Following Naufahu's departure, there were only three remaining members of the original cast, Angela Dotchin (Kirsty Knight), Maggie Harper (Jenny Harrison) and Karl Burnett (Nick Harrison). However, in late 1997, Dotchin quit the show and Kirsty made her last appearance in early 1998. Harper quit her role several months later, saying she was pleased with the amount of spare time she had secured, stating, "The week I finished I was on my bike cycling away and I thought, 'Oh, I have no lines to learn, how wonderful'." In 2005, after a run of 13 years, Karl Burnett was axed from the soap. The character of Nick was reportedly no longer seen as an "asset" to the show. Nick made his last appearance in early 2005.

==Returns==
Adrian Keeling (Tom Neilson) had quit the soap after just one year, but his exit storyline was left hugely ambiguous and he was struggling with the public constantly confronting him. He pleaded to be rewritten into the soap to explain his exit. Tom was reintroduced several months after leaving, only to be killed off after a week. Danielle Cormack (Alison Raynor) had also departed after her initial one-year contract but returned to the show within 12 months in a several week stint. After departing in 1993, Stephanie Wilkin (Meredith Fleming) returned just several months later in what proved to be a highly controversial storyline where Meredith started a relationship with another woman. She stayed on for several episodes. Josephine Davison (Gina Rossi-Dodds) returned for several episodes alongside screen husband Marton Csokas (Leonard Rossi-Dodds) in late 1994 just 9 months after leaving. Paul Gittins (Michael McKenna) returned in a guest role in 1997 for his on screen daughter Angela Bloomfield's (Rachel McKenna) storyline. Following Maggie Harper's (Jenny Harrison (Shortland Street)) resignation in 1998, Elizabeth McRae (Marj Brasch) agreed to reprise her role for several episodes to help write out the character of Jenny.
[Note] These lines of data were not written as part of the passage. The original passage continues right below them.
//! Allocation simulator CLI
//!
//! Runs a deterministic cluster-rebalancing simulation and streams the
//! per-tick metrics CSV to stdout (and optionally to a file).
//!
//! # Example
//!
//! ```bash
//! # 200 simulated seconds of the complex preset with a fixed seed
//! allocsim --preset complex --seed 42 --duration 200 --rate 500
//!
//! # Also capture the stream to a file
//! allocsim --preset single-range --out run.csv
//! ```

use allocsim_simulation::{MetricsTracker, RunOutcome, Simulator};
use allocsim_state::{FixedDelayExchange, PresetCatalog, ReplicaChanger};
use allocsim_types::testing_start_time;
use allocsim_workload::{Generator, RandomGenerator};
use chrono::Duration;
use clap::Parser;
use std::fs::File;
use std::io::{self, Write};
use std::path::PathBuf;
use std::process::ExitCode;
use tracing::{error, info};
use tracing_subscriber::EnvFilter;

/// Allocation simulator
///
/// Single-threaded and reproducible: the same preset, seed and
/// intervals always produce byte-identical output.
#[derive(Parser, Debug)]
#[command(name = "allocsim")]
#[command(version, about, long_about = None)]
struct Args {
    /// Named topology preset to start from
    #[arg(short = 'p', long, default_value = "complex")]
    preset: String,

    /// Simulated run length in seconds
    #[arg(short = 'd', long, default_value = "200")]
    duration: i64,

    /// Tick interval in seconds
    #[arg(short = 'i', long, default_value = "10")]
    interval: i64,

    /// Replica-change application interval in seconds
    #[arg(long, default_value = "10")]
    change_interval: i64,

    /// Workload events per simulated second
    #[arg(long, default_value = "500")]
    rate: f64,

    /// Key span for the uniform workload
    #[arg(long, default_value = "10000")]
    key_span: i64,

    /// Fraction of workload events that are reads (0.0-1.0)
    #[arg(long, default_value = "0.8")]
    read_fraction: f64,

    /// Local-to-gossip propagation delay in seconds
    #[arg(long, default_value = "10")]
    local_delay: i64,

    /// Gossip-to-remote propagation delay in seconds
    #[arg(long, default_value = "10")]
    gossip_delay: i64,

    /// Random seed for reproducible results. When omitted, a random
    /// seed is used.
    #[arg(long)]
    seed: Option<u64>,

    /// Also write the CSV stream to this file
    #[arg(short = 'o', long)]
    out: Option<PathBuf>,
}

fn main() -> ExitCode {
    tracing_subscriber::fmt()
        .with_env_filter(
            EnvFilter::try_from_default_env().unwrap_or_else(|_| EnvFilter::new("warn")),
        )
        .with_writer(io::stderr)
        .init();

    let args = Args::parse();
    if args.interval <= 0 || args.change_interval <= 0 || args.duration < 0 {
        error!(
            interval = args.interval,
            change_interval = args.change_interval,
            duration = args.duration,
            "intervals must be positive and duration non-negative"
        );
        return ExitCode::FAILURE;
    }
    let seed = args.seed.unwrap_or_else(rand::random);

    let catalog = PresetCatalog::default();
    let state = match catalog.load(&args.preset) {
        Ok(state) => state,
        Err(e) => {
            error!(preset = %args.preset, error = %e, "failed to load preset");
            return ExitCode::FAILURE;
        }
    };

    let start = testing_start_time();
    let end = start + Duration::seconds(args.duration);
    let interval = Duration::seconds(args.interval);

    info!(
        preset = %args.preset,
        seed,
        duration_secs = args.duration,
        interval_secs = args.interval,
        rate = args.rate,
        "starting run"
    );

    let mut exchange = FixedDelayExchange::new(
        start,
        Duration::seconds(args.local_delay),
        Duration::seconds(args.gossip_delay),
    );
    exchange.put(start, state.store_descriptors());
    exchange.tick(start);

    let generator = RandomGenerator::new(start, args.rate, seed)
        .with_key_span(args.key_span)
        .with_read_fraction(args.read_fraction);
    let generators: Vec<Box<dyn Generator>> = vec![Box::new(generator)];

    let mut sinks: Vec<Box<dyn Write>> = vec![Box::new(io::stdout())];
    if let Some(path) = &args.out {
        match File::create(path) {
            Ok(file) => sinks.push(Box::new(file)),
            Err(e) => {
                error!(path = %path.display(), error = %e, "failed to create output file");
                return ExitCode::FAILURE;
            }
        }
    }

    let mut sim = match Simulator::new(
        start,
        end,
        interval,
        generators,
        state,
        exchange,
        ReplicaChanger::new(),
        Duration::seconds(args.change_interval),
        MetricsTracker::new(sinks),
    ) {
        Ok(sim) => sim,
        Err(e) => {
            error!(error = %e, "invalid simulation configuration");
            return ExitCode::FAILURE;
        }
    };

    match sim.run() {
        RunOutcome::Completed => ExitCode::SUCCESS,
        RunOutcome::Cancelled => {
            info!("run cancelled");
            ExitCode::SUCCESS
        }
    }
}
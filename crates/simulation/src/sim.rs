//! The tick loop.

use crate::MetricsTracker;
use allocsim_state::{ClusterState, FixedDelayExchange, ReplicaChanger};
use allocsim_types::SimTime;
use allocsim_workload::Generator;
use chrono::Duration;
use std::sync::atomic::{AtomicBool, Ordering};
use std::sync::Arc;
use thiserror::Error;
use tracing::{debug, info, warn};

/// Errors constructing a simulation run.
#[derive(Debug, Error, PartialEq, Eq)]
pub enum SimError {
    /// The tick interval must move the clock forward.
    #[error("tick interval must be positive, got {0}s")]
    NonPositiveInterval(i64),

    /// The change-application interval must move the cadence forward.
    #[error("change interval must be positive, got {0}s")]
    NonPositiveChangeInterval(i64),
}

/// How a simulation run ended.
#[derive(Debug, Clone, Copy, PartialEq, Eq)]
pub enum RunOutcome {
    /// The simulated clock reached the end time.
    Completed,
    /// The caller cancelled the run at a tick boundary.
    Cancelled,
}

/// Cooperative cancellation signal for a running simulation.
///
/// Cloneable and sharable with other threads; the simulator checks it
/// once per tick boundary, so cancellation never tears a tick in half.
#[derive(Debug, Clone, Default)]
pub struct CancelHandle {
    flag: Arc<AtomicBool>,
}

impl CancelHandle {
    /// Request that the run stop at the next tick boundary.
    pub fn cancel(&self) {
        self.flag.store(true, Ordering::Relaxed);
    }

    /// Whether cancellation has been requested.
    pub fn is_cancelled(&self) -> bool {
        self.flag.load(Ordering::Relaxed)
    }
}

/// Drives one simulation run from a start time to an end time.
///
/// Per tick, in fixed order: pull due load events from every generator
/// and apply them, advance the exchange, apply queued replica changes if
/// the change cadence is due, then snapshot metrics. The loop is
/// single-threaded on purpose: byte-identical CSV across repeated runs
/// is a required property, and concurrent mutation of cluster state
/// would forfeit it.
pub struct Simulator {
    current: SimTime,
    end: SimTime,
    interval: Duration,
    generators: Vec<Box<dyn Generator>>,
    state: ClusterState,
    exchange: FixedDelayExchange,
    changer: ReplicaChanger,
    change_interval: Duration,
    next_change_at: SimTime,
    metrics: MetricsTracker,
    cancel: CancelHandle,
    ticks: u64,
}

impl std::fmt::Debug for Simulator {
    fn fmt(&self, f: &mut std::fmt::Formatter<'_>) -> std::fmt::Result {
        f.debug_struct("Simulator")
            .field("current", &self.current)
            .field("end", &self.end)
            .field("interval", &self.interval)
            .field("ticks", &self.ticks)
            .finish_non_exhaustive()
    }
}

impl Simulator {
    /// Create a simulator over `[start, end)` advancing by `interval`
    /// per tick, applying queued replica changes every
    /// `change_interval`.
    ///
    /// Both intervals must be positive; a non-positive tick interval
    /// would leave the clock stuck short of `end` and the loop would
    /// never terminate.
    #[allow(clippy::too_many_arguments)]
    pub fn new(
        start: SimTime,
        end: SimTime,
        interval: Duration,
        generators: Vec<Box<dyn Generator>>,
        state: ClusterState,
        exchange: FixedDelayExchange,
        changer: ReplicaChanger,
        change_interval: Duration,
        metrics: MetricsTracker,
    ) -> Result<Self, SimError> {
        if interval <= Duration::zero() {
            return Err(SimError::NonPositiveInterval(interval.num_seconds()));
        }
        if change_interval <= Duration::zero() {
            return Err(SimError::NonPositiveChangeInterval(
                change_interval.num_seconds(),
            ));
        }
        Ok(Self {
            current: start,
            end,
            interval,
            generators,
            state,
            exchange,
            changer,
            change_interval,
            next_change_at: start + change_interval,
            metrics,
            cancel: CancelHandle::default(),
            ticks: 0,
        })
    }

    /// Handle for cancelling this run from another thread.
    pub fn cancel_handle(&self) -> CancelHandle {
        self.cancel.clone()
    }

    /// The cluster state, for inspection after (or between) runs.
    pub fn state(&self) -> &ClusterState {
        &self.state
    }

    /// The exchange, exposing the delayed cluster-wide view.
    pub fn exchange(&self) -> &FixedDelayExchange {
        &self.exchange
    }

    /// Queue a replica change for the next change cadence.
    pub fn queue_change(&mut self, change: allocsim_state::ReplicaChange) {
        self.changer.push(change);
    }

    /// Run the tick loop to completion or cancellation.
    pub fn run(&mut self) -> RunOutcome {
        info!(
            start = %self.current,
            end = %self.end,
            interval_secs = self.interval.num_seconds(),
            "starting simulation run"
        );
        while self.current < self.end {
            if self.cancel.is_cancelled() {
                info!(ticks = self.ticks, "simulation cancelled");
                return RunOutcome::Cancelled;
            }
            self.step();
        }
        info!(ticks = self.ticks, "simulation complete");
        RunOutcome::Completed
    }

    /// One full tick: load, exchange, changes, metrics.
    fn step(&mut self) {
        self.current = self.current + self.interval;
        self.ticks += 1;

        for generator in &mut self.generators {
            let batch = generator.tick(self.current);
            if !batch.is_empty() {
                self.state.apply_load(&batch);
            }
        }

        self.exchange.put(self.current, self.state.store_descriptors());
        self.exchange.tick(self.current);

        if self.current >= self.next_change_at {
            let applied = self.changer.tick(&mut self.state);
            if applied > 0 {
                debug!(applied, tick = %self.current, "applied replica changes");
            }
            self.next_change_at = self.next_change_at + self.change_interval;
        }

        // A sink failure is not fatal to the run; the loop proceeds.
        if let Err(error) = self.metrics.tick(self.current, &self.state) {
            warn!(%error, tick = %self.current, "metrics write failed");
        }
    }
}
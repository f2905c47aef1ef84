//! Synthetic workload generation.
//!
//! Generators produce time-ordered [`LoadEvent`]s against the simulated
//! key space, independent of cluster topology. The simulator pulls every
//! event due within the current tick window from each generator and
//! applies the resulting [`LoadBatch`] to cluster state in one step.
//!
//! A fresh generator instance is used per simulation run; generators are
//! deterministic given their seed and call sequence.

mod event;
mod random;

pub use event::{LoadBatch, LoadEvent};
pub use random::RandomGenerator;

use allocsim_types::SimTime;

/// A source of synthetic load events.
pub trait Generator {
    /// Return every load event due at or before `now`, in arrival order.
    ///
    /// Successive calls cover disjoint half-open windows `(prev, now]`:
    /// an event due exactly at `now` belongs to this call, and each
    /// event is returned by exactly one call. Implementations keep an
    /// internal cursor and must be deterministic given the same
    /// construction parameters and the same sequence of `tick` times.
    fn tick(&mut self, now: SimTime) -> LoadBatch;
}
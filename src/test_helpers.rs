macro_rules! droppable {
    () => {
        #[derive(Debug, Eq, Ord, PartialEq, PartialOrd)]
        struct Droppable(i32);
        impl Droppable {
            fn new(value: i32) -> Self {
                unsafe {
                    COUNT += 1;
                }
                Droppable(value)
            }

            fn count() -> i32 {
                unsafe { COUNT }
            }
        }
        impl Clone for Droppable {
            fn clone(&self) -> Self {
                Droppable::new(self.0)
            }
        }
        impl Default for Droppable {
            fn default() -> Self {
                Droppable::new(0)
            }
        }
        impl Drop for Droppable {
            fn drop(&mut self) {
                unsafe {
                    COUNT -= 1;
                }
            }
        }

        static mut COUNT: i32 = 0;
    };
}
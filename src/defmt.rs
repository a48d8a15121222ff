//! Defmt implementations for the containers

use crate::{BinaryHeap, GrowableBuffer, HeapNode};
use defmt::Formatter;

impl<T> defmt::Format for GrowableBuffer<T>
where
    T: defmt::Format,
{
    fn format(&self, fmt: Formatter<'_>) {
        defmt::write!(fmt, "{=[?]}", self.as_slice())
    }
}

impl<P, V> defmt::Format for HeapNode<P, V>
where
    P: defmt::Format,
    V: defmt::Format,
{
    fn format(&self, fmt: Formatter<'_>) {
        defmt::write!(
            fmt,
            "HeapNode {{ priority: {}, value: {} }}",
            self.priority,
            self.value
        )
    }
}

impl<P, V, C> defmt::Format for BinaryHeap<P, V, C>
where
    P: defmt::Format,
    V: defmt::Format,
{
    fn format(&self, fmt: Formatter<'_>) {
        defmt::write!(fmt, "{=[?]}", self.as_slice())
    }
}
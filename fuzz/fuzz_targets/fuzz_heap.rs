#![no_main]

use std::cmp::Reverse;

use libfuzzer_sys::fuzz_target;

use contig::{BinaryHeap, HeapNode};

fuzz_target!(|data: &[u8]| {
    let mut heap: BinaryHeap<u8, u16> = BinaryHeap::new();
    let mut model = std::collections::BinaryHeap::new();

    for (i, byte) in data.iter().enumerate() {
        match byte % 4 {
            0 => {
                assert_eq!(
                    heap.pop().map(|node| node.priority),
                    model.pop().map(|Reverse(p)| p)
                );
            }
            1 => {
                // Bulk path: a handful of nodes, then one heapify.
                let nodes = data[i..].iter().take(4).map(|p| HeapNode::new(*p, i as u16));
                heap.bulk_extend(nodes).unwrap();
                model.extend(data[i..].iter().take(4).map(|p| Reverse(*p)));
            }
            _ => {
                heap.push(*byte, i as u16).unwrap();
                model.push(Reverse(*byte));
            }
        }

        assert_eq!(heap.len(), model.len());
        assert_eq!(
            heap.peek().map(|node| node.priority),
            model.peek().map(|Reverse(p)| *p)
        );
    }
});
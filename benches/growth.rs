//! Criterion benchmarks for buffer growth, filtering and heap construction.

use criterion::{black_box, criterion_group, criterion_main, BenchmarkId, Criterion};
use contig::{BinaryHeap, GrowableBuffer, HeapNode};

/// Deterministic pseudo-random priorities.
fn priorities(n: usize) -> Vec<u32> {
    let mut state = 0x9e37_79b9u32;
    (0..n)
        .map(|_| {
            state ^= state << 13;
            state ^= state >> 17;
            state ^= state << 5;
            state
        })
        .collect()
}

fn bench_append(c: &mut Criterion) {
    let mut group = c.benchmark_group("append");

    for size in [16, 1024, 65536] {
        group.bench_with_input(BenchmarkId::new("push", size), &size, |b, &size| {
            b.iter(|| {
                let mut buf = GrowableBuffer::new();
                for i in 0..size {
                    buf.push(black_box(i)).unwrap();
                }
                black_box(buf)
            });
        });

        group.bench_with_input(BenchmarkId::new("vec_baseline", size), &size, |b, &size| {
            b.iter(|| {
                let mut vec = Vec::new();
                for i in 0..size {
                    vec.push(black_box(i));
                }
                black_box(vec)
            });
        });

        group.bench_with_input(BenchmarkId::new("append_default", size), &size, |b, &size| {
            b.iter(|| {
                let mut buf: GrowableBuffer<usize> = GrowableBuffer::new();
                for (i, slot) in buf.append_default(size).unwrap().iter_mut().enumerate() {
                    *slot = i;
                }
                black_box(buf)
            });
        });
    }

    group.finish();
}

fn bench_keep_if(c: &mut Criterion) {
    let mut group = c.benchmark_group("keep_if");
    let input = priorities(4096);

    for (name, modulus) in [("keep_half", 2), ("keep_most", 16)] {
        group.bench_function(name, |b| {
            b.iter(|| {
                let mut buf = GrowableBuffer::from_slice(&input).unwrap();
                buf.retain(|x| x % modulus != 0);
                black_box(buf)
            });
        });
    }

    group.finish();
}

fn bench_heap(c: &mut Criterion) {
    let mut group = c.benchmark_group("heap");

    for size in [64, 4096] {
        let input = priorities(size);

        group.bench_with_input(BenchmarkId::new("push_each", size), &input, |b, input| {
            b.iter(|| {
                let mut heap: BinaryHeap<u32> = BinaryHeap::new();
                for p in input {
                    heap.push(*p, ()).unwrap();
                }
                black_box(heap)
            });
        });

        group.bench_with_input(BenchmarkId::new("bulk_extend", size), &input, |b, input| {
            b.iter(|| {
                let mut heap: BinaryHeap<u32> = BinaryHeap::new();
                heap.bulk_extend(input.iter().map(|p| HeapNode::new(*p, ())))
                    .unwrap();
                black_box(heap)
            });
        });

        group.bench_with_input(BenchmarkId::new("drain", size), &input, |b, input| {
            b.iter(|| {
                let mut heap: BinaryHeap<u32> =
                    input.iter().map(|p| HeapNode::new(*p, ())).collect();
                while let Some(node) = heap.pop() {
                    black_box(node);
                }
            });
        });
    }

    group.finish();
}

criterion_group!(benches, bench_append, bench_keep_if, bench_heap);
criterion_main!(benches);
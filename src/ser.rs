use serde::ser::{Serialize, SerializeSeq, SerializeStruct, Serializer};

use crate::{BinaryHeap, GrowableBuffer, HeapNode};

// Sequential containers

impl<T> Serialize for GrowableBuffer<T>
where
    T: Serialize,
{
    fn serialize<S>(&self, serializer: S) -> Result<S::Ok, S::Error>
    where
        S: Serializer,
    {
        let mut seq = serializer.serialize_seq(Some(self.len()))?;
        for element in self {
            seq.serialize_element(element)?;
        }
        seq.end()
    }
}

/// Nodes in storage order, which is itself a valid heap.
impl<P, V, C> Serialize for BinaryHeap<P, V, C>
where
    P: Serialize,
    V: Serialize,
{
    fn serialize<S>(&self, serializer: S) -> Result<S::Ok, S::Error>
    where
        S: Serializer,
    {
        let mut seq = serializer.serialize_seq(Some(self.len()))?;
        for node in self {
            seq.serialize_element(node)?;
        }
        seq.end()
    }
}

// Records

impl<P, V> Serialize for HeapNode<P, V>
where
    P: Serialize,
    V: Serialize,
{
    fn serialize<S>(&self, serializer: S) -> Result<S::Ok, S::Error>
    where
        S: Serializer,
    {
        let mut node = serializer.serialize_struct("HeapNode", 2)?;
        node.serialize_field("priority", &self.priority)?;
        node.serialize_field("value", &self.value)?;
        node.end()
    }
}
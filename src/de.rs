use core::{fmt, marker::PhantomData, mem};

use serde::de::{self, Deserialize, Deserializer, Error, MapAccess, SeqAccess};

use crate::{compare::Precedence, BinaryHeap, GrowableBuffer, HeapNode};

/// Upper bound, in bytes, on what an untrusted length hint may preallocate.
const MAX_PREALLOCATION: usize = 1024 * 1024;

// Sequential containers

impl<'de, T> Deserialize<'de> for GrowableBuffer<T>
where
    T: Deserialize<'de>,
{
    fn deserialize<D>(deserializer: D) -> Result<Self, D::Error>
    where
        D: Deserializer<'de>,
    {
        struct ValueVisitor<'de, T>(PhantomData<(&'de (), T)>);

        impl<'de, T> de::Visitor<'de> for ValueVisitor<'de, T>
        where
            T: Deserialize<'de>,
        {
            type Value = GrowableBuffer<T>;

            fn expecting(&self, formatter: &mut fmt::Formatter<'_>) -> fmt::Result {
                formatter.write_str("a sequence")
            }

            fn visit_seq<A>(self, mut seq: A) -> Result<Self::Value, A::Error>
            where
                A: SeqAccess<'de>,
            {
                let mut values = GrowableBuffer::new();

                if let Some(hint) = seq.size_hint() {
                    let cap = hint.min(MAX_PREALLOCATION / mem::size_of::<T>().max(1));
                    values.reserve(cap).map_err(A::Error::custom)?;
                }

                while let Some(value) = seq.next_element()? {
                    values.push(value).map_err(A::Error::custom)?;
                }

                Ok(values)
            }
        }
        deserializer.deserialize_seq(ValueVisitor(PhantomData))
    }
}

/// Rebuilds the heap order with the default comparator, so any node sequence is accepted.
impl<'de, P, V, C> Deserialize<'de> for BinaryHeap<P, V, C>
where
    P: Deserialize<'de>,
    V: Deserialize<'de>,
    C: Precedence<P> + Default,
{
    fn deserialize<D>(deserializer: D) -> Result<Self, D::Error>
    where
        D: Deserializer<'de>,
    {
        let storage = GrowableBuffer::<HeapNode<P, V>>::deserialize(deserializer)?;
        Ok(BinaryHeap::from_buffer(storage, C::default()))
    }
}

// Records

const NODE_FIELDS: &[&str] = &["priority", "value"];

enum NodeField {
    Priority,
    Value,
}

impl<'de> Deserialize<'de> for NodeField {
    fn deserialize<D>(deserializer: D) -> Result<Self, D::Error>
    where
        D: Deserializer<'de>,
    {
        struct FieldVisitor;

        impl de::Visitor<'_> for FieldVisitor {
            type Value = NodeField;

            fn expecting(&self, formatter: &mut fmt::Formatter<'_>) -> fmt::Result {
                formatter.write_str("`priority` or `value`")
            }

            fn visit_str<E>(self, field: &str) -> Result<Self::Value, E>
            where
                E: Error,
            {
                match field {
                    "priority" => Ok(NodeField::Priority),
                    "value" => Ok(NodeField::Value),
                    _ => Err(E::unknown_field(field, NODE_FIELDS)),
                }
            }
        }
        deserializer.deserialize_identifier(FieldVisitor)
    }
}

impl<'de, P, V> Deserialize<'de> for HeapNode<P, V>
where
    P: Deserialize<'de>,
    V: Deserialize<'de>,
{
    fn deserialize<D>(deserializer: D) -> Result<Self, D::Error>
    where
        D: Deserializer<'de>,
    {
        struct ValueVisitor<'de, P, V>(PhantomData<(&'de (), P, V)>);

        impl<'de, P, V> de::Visitor<'de> for ValueVisitor<'de, P, V>
        where
            P: Deserialize<'de>,
            V: Deserialize<'de>,
        {
            type Value = HeapNode<P, V>;

            fn expecting(&self, formatter: &mut fmt::Formatter<'_>) -> fmt::Result {
                formatter.write_str("a heap node")
            }

            fn visit_seq<A>(self, mut seq: A) -> Result<Self::Value, A::Error>
            where
                A: SeqAccess<'de>,
            {
                let priority = seq
                    .next_element()?
                    .ok_or_else(|| A::Error::invalid_length(0, &self))?;
                let value = seq
                    .next_element()?
                    .ok_or_else(|| A::Error::invalid_length(1, &self))?;
                Ok(HeapNode::new(priority, value))
            }

            fn visit_map<A>(self, mut map: A) -> Result<Self::Value, A::Error>
            where
                A: MapAccess<'de>,
            {
                let mut priority = None;
                let mut value = None;

                while let Some(field) = map.next_key()? {
                    match field {
                        NodeField::Priority => {
                            if priority.is_some() {
                                return Err(A::Error::duplicate_field("priority"));
                            }
                            priority = Some(map.next_value()?);
                        }
                        NodeField::Value => {
                            if value.is_some() {
                                return Err(A::Error::duplicate_field("value"));
                            }
                            value = Some(map.next_value()?);
                        }
                    }
                }

                let priority = priority.ok_or_else(|| A::Error::missing_field("priority"))?;
                let value = value.ok_or_else(|| A::Error::missing_field("value"))?;
                Ok(HeapNode::new(priority, value))
            }
        }
        deserializer.deserialize_struct("HeapNode", NODE_FIELDS, ValueVisitor(PhantomData))
    }
}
Paul Gittins once again reprised the role of Michael McKenna as the year ended and stayed on for 3 months. His character was killed off in early 1999, dying from a series of heart attacks. In 2000, the soap underwent a major rejuvenation and as part of the creativity juggle, Michael Galvin (Chris Warner) was offered the chance to return after 4 years. To prove he could still play the role, Galvin had to reaudition. In 2002, Elizabeth McRae and Maggie Harper (Jenny Harrison) reprised their roles as part of Harper's on screen son, Karl Burnett's (Nick Harrison) on screen wedding.

In 2008, Temuera Morrison (Hone Ropata) reprised his role of Hone after 13 years to commemorate the show's 4000th episode for 6 weeks. In 2012, Elizabeth McRae reprised her role of Marj for a single episode to mark the show's 20th anniversary. Producers decided to bring Marj back after the return of another former receptionist Yvonne Jeffries (Alison Quigan), with producer Steven Zanoski stating: "With the return of Yvonne to the reception desk it was only a matter of course to have Marj back." Rene Naufahu had been asked to reprise his role as Sam Aleni multiple times following his departure in 1996 but never felt it was the right time. However, when asked to reprise the role in 2014 he accepted after learning what pleasure it would bring his mother. Sam made his return on 18 March 2014. Naufahu hoped the role would be long running and believed he could see himself on the soap for another 10 years.

To celebrate the show's 25th anniversary, several members of the original cast were asked to reprise their roles for a feature-length special. This included Karl Burnett, who returned to his role of Nick after 12 years, Elizabeth McRae, who again reprised her role as Marj, and Martin Henderson, who returned as Marj's son Stuart after 22 years.